Tommaso entrò nella sala da giorno ma, sentendosi a disagio, si voltò indietro per ricercare uno sguardo d’incoraggiamento. Guendalina lo accontentò e, dopo avergli sorriso, richiuse la porta. Sentiva addosso una strana inquietudine fin dal momento in cui lei si era presentata a Palazzo degli Albizzi dicendo che il suo Signore desiderava incontrarlo. Che cosa voleva da lui quell’uomo? Da alleato e amico di famiglia si era tramutato in uno sporco traditore ingannando Rinaldo e contribuendo al suo arresto. Quella fatidica sera, quando Ormanno aveva appreso la notizia, era quasi svenuto. Se non ci si poteva fidare degli amici, di chi fidarsi allora? Ed ora si trovava lì a Palazzo de’ Pazzi, di nascosto dal proprio Signore e con un brutto sospetto.
“Vieni avanti, ragazzo, non hai nulla da temere.” Gli disse Andrea, per tranquillizzarlo, ma nel suo mezzo sorriso non vi era traccia di cordialità e il fatto che tenesse due calici in mano era alquanto sospetto. Infatti ne sollevò uno e disse: “Prego, non fare complimenti.”
Anche se avrebbe preferito andarsene, alla fine Tommaso si rassegnò ad affrontare ciò che sarebbe avvenuto. Gli andò incontro e prese il calice che lui gli stava offrendo.
“Ormanno aveva grande stima di voi.” Puntualizzò, per fargli capire che non si fidava di lui.
Andrea sospirò: “Mi dispiace averlo ferito, ma qualcuno doveva pur fermare la follia di suo padre.” Sfoderò di nuovo quel mezzo sorriso sinistro: “Non ti ho mandato a chiamare per parlare degli Albizzi. Forse tu puoi aiutarmi a trovare una cosa.”
Sospettoso e incuriosito in egual misura, Tommaso gli fece un cenno col capo per indurlo a proseguire.
Andrea bevve un sorso dal proprio calice, quindi disse: “Giorni fa ho udito involontariamente la tua conversazione col cane dei Medici. Anche se non so i dettagli, ho capito che vi è la possibilità di distruggere la reputazione di quella famiglia e far arrestare Lorenzo. Ora che sono prossimi a tornare, non ho altro desiderio che gettarli nel fango come i porci che sono. Per farlo, però, ho bisogno che tu mi dica dove posso trovare il Registro dello speziale.”

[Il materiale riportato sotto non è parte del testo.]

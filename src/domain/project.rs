use std::fmt::{Display, Formatter};

use chrono::NaiveDate;
use serde::{Deserialize, Serialize};

/// Workflow status of a project.
///
/// Statuses are free text in storage; anything outside the three known values
/// is kept verbatim as [`ProjectStatus::Other`].
#[derive(Clone, Debug, PartialEq, Eq, Hash)]
pub enum ProjectStatus {
    Completed,
    InProgress,
    Pending,
    Other(String),
}

impl ProjectStatus {
    /// Exact, case-sensitive match against the known labels.
    pub fn parse(value: &str) -> Self {
        match value {
            "Completed" => Self::Completed,
            "In Progress" => Self::InProgress,
            "Pending" => Self::Pending,
            other => Self::Other(other.to_string()),
        }
    }

    pub fn as_str(&self) -> &str {
        match self {
            Self::Completed => "Completed",
            Self::InProgress => "In Progress",
            Self::Pending => "Pending",
            Self::Other(value) => value,
        }
    }

    /// Bootstrap badge classes used when displaying the status.
    pub fn badge_class(&self) -> &'static str {
        match self {
            Self::Completed => "bg-success",
            Self::InProgress => "bg-warning text-dark",
            Self::Pending => "bg-secondary",
            Self::Other(_) => "bg-light text-dark",
        }
    }
}

impl Display for ProjectStatus {
    fn fmt(&self, f: &mut Formatter<'_>) -> std::fmt::Result {
        write!(f, "{}", self.as_str())
    }
}

#[derive(Clone, Debug, Serialize, Deserialize, PartialEq, Eq, Default)]
pub struct Project {
    pub id: i32,
    pub client_id: i32,
    pub name: String,
    pub status: Option<String>,
    pub description: Option<String>,
    pub notes: Option<String>,
    pub start_date: Option<NaiveDate>,
    pub due_date: Option<NaiveDate>,
}

impl Project {
    /// Parsed status; a missing status is treated as an unknown one.
    pub fn status(&self) -> ProjectStatus {
        ProjectStatus::parse(self.status.as_deref().unwrap_or_default())
    }
}

/// Project row returned by searches, joined with its client's name.
#[derive(Clone, Debug, Serialize, Deserialize, PartialEq, Eq, Default)]
pub struct ProjectSummary {
    pub id: i32,
    pub name: String,
    pub client_id: i32,
    pub client_name: String,
    pub status: Option<String>,
    pub due_date: Option<NaiveDate>,
}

Tommaso ridacchiò: “Forse avete involontariamente perso la parte in cui ho detto che forse è in possesso del Gonfaloniere di Giustizia.”
Andrea sollevò un sopracciglio: “Avrà funzionato col cane, ma per ingannare me dovrai impegnarti di più. Lo speziale era la tua famiglia e tu di certo sapevi che a volte vendeva rimedi…come dire, letali. Di certo non volevi che dopo la sua morte venissero alla luce fatti spiacevoli sul suo conto. Perciò, sono convinto che tu abbia nascosto con cura quel libro. Se mi dirai dove, io cercherò le prove della colpevolezza di Lorenzo e lo farò giustiziare. Così avremo entrambi quello che vogliamo.”
La proposta era maledettamente allettante. Se così fosse stato, finalmente avrebbe avuto giustizia per lo speziale. Ma come fidarsi di un traditore?
Vedendolo incerto, Pazzi aggiunse: “Solo io posso aiutarti. Devi fidarti di me per forza.”
Tommaso gli lanciò un’occhiataccia anche se sapeva che aveva ragione lui. Per darsi un po’ di carica, bevve il vino tutto d’un fiato e lo posò su un mobile a portata di mano.
“Accanto alla bottega vivono due sorelle, entrambe vedove. Avevano un buon rapporto con lui e talvolta si scambiavano piccoli favori per aiutarsi. Lui le chiamava ‘le dolci sorelline’.” Si sentiva un po’ ridicolo a raccontare quella storia, ma ormai aveva deciso. Se doveva fidarsi, dove farlo fino in fondo: “La notte in cui venne ucciso, nonostante io fossi turbato e addolorato, la prima cosa che feci fu di prendere il Registro e portarlo a loro. Le uniche persone che sapevo l’avrebbero custodito e protetto.”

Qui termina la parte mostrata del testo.